WORK INSTRUCTION: In the entries that follow, count each line containing "usize" and state the total, nothing more.

TASK MATERIAL:
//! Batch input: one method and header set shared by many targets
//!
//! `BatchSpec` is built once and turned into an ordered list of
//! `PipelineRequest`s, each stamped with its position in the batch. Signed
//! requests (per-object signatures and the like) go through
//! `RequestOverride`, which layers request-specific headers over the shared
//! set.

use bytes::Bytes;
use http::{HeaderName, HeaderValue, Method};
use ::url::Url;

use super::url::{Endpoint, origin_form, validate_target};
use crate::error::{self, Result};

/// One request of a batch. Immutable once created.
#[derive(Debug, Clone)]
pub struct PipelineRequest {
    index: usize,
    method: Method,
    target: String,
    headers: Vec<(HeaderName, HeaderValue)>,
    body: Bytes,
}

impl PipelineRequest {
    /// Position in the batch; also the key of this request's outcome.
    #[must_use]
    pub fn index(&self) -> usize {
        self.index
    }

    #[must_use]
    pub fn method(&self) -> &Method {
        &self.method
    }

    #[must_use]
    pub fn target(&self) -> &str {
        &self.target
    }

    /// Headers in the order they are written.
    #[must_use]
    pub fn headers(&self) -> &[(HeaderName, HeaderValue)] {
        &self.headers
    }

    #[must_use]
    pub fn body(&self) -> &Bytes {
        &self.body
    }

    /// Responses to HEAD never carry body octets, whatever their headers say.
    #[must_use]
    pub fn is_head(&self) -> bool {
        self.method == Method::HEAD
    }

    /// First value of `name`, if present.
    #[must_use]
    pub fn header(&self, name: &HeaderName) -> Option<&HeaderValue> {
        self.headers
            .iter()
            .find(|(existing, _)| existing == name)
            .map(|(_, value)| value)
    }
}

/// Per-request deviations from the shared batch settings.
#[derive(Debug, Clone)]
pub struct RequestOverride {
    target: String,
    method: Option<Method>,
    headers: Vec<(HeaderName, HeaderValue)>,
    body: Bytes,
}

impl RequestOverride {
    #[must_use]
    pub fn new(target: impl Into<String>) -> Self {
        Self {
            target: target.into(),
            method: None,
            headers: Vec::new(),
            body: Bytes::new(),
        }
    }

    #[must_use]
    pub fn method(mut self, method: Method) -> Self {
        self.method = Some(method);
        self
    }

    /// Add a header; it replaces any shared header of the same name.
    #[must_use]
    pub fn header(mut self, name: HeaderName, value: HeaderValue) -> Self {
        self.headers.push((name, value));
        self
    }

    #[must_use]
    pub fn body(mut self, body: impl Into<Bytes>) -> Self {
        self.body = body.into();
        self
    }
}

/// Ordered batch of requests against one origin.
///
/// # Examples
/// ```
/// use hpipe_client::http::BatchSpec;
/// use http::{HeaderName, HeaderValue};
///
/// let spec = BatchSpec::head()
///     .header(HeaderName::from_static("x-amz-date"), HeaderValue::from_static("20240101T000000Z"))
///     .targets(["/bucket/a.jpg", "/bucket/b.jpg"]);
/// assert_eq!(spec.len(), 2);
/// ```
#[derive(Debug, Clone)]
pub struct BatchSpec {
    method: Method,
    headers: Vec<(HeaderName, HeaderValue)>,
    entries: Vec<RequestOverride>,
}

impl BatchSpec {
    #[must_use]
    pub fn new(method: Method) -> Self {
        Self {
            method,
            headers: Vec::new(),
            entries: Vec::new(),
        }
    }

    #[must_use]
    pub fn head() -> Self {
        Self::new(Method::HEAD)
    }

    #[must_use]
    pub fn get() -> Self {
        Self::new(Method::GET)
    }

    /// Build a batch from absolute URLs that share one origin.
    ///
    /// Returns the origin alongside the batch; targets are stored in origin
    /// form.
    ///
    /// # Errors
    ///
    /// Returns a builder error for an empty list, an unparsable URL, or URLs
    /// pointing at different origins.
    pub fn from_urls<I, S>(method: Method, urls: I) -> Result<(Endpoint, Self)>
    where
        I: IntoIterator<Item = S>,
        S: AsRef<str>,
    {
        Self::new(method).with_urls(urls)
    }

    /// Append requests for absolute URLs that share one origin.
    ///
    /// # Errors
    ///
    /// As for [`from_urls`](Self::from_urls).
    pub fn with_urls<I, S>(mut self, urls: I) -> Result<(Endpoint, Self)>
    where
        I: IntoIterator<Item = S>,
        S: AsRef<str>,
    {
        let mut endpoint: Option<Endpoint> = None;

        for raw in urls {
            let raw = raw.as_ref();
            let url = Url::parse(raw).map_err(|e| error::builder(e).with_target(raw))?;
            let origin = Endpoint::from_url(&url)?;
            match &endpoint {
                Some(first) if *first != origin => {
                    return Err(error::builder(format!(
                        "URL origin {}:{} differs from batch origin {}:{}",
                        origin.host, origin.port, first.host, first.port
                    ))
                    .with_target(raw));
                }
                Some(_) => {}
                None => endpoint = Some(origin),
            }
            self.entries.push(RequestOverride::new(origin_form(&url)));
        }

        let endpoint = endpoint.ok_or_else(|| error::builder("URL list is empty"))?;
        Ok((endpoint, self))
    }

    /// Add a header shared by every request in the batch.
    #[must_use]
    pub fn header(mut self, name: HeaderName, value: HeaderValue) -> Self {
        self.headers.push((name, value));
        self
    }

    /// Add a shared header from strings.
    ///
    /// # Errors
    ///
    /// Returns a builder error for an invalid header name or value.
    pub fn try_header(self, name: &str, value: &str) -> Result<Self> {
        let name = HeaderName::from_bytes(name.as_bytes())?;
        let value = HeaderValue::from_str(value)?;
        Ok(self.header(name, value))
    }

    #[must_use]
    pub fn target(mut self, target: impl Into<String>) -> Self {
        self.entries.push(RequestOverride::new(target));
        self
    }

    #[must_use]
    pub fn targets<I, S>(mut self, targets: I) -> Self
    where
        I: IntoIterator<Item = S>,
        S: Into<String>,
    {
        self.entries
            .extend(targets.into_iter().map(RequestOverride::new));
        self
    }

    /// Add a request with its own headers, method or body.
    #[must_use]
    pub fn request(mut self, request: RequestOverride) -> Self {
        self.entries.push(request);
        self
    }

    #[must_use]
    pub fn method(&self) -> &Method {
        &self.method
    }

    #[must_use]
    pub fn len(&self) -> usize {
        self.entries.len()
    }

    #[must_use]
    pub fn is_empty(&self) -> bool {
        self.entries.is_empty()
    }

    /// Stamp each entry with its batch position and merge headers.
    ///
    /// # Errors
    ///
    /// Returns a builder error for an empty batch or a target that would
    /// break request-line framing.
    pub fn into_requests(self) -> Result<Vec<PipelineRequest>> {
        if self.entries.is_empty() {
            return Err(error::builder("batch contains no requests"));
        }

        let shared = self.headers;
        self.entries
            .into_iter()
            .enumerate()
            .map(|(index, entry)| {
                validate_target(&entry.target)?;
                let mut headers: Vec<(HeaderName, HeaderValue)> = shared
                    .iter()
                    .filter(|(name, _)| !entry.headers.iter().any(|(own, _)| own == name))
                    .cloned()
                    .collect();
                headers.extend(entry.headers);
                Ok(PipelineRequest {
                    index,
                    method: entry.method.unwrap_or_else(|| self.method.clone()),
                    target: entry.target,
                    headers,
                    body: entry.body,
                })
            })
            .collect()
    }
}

ANSWER SECTION: 3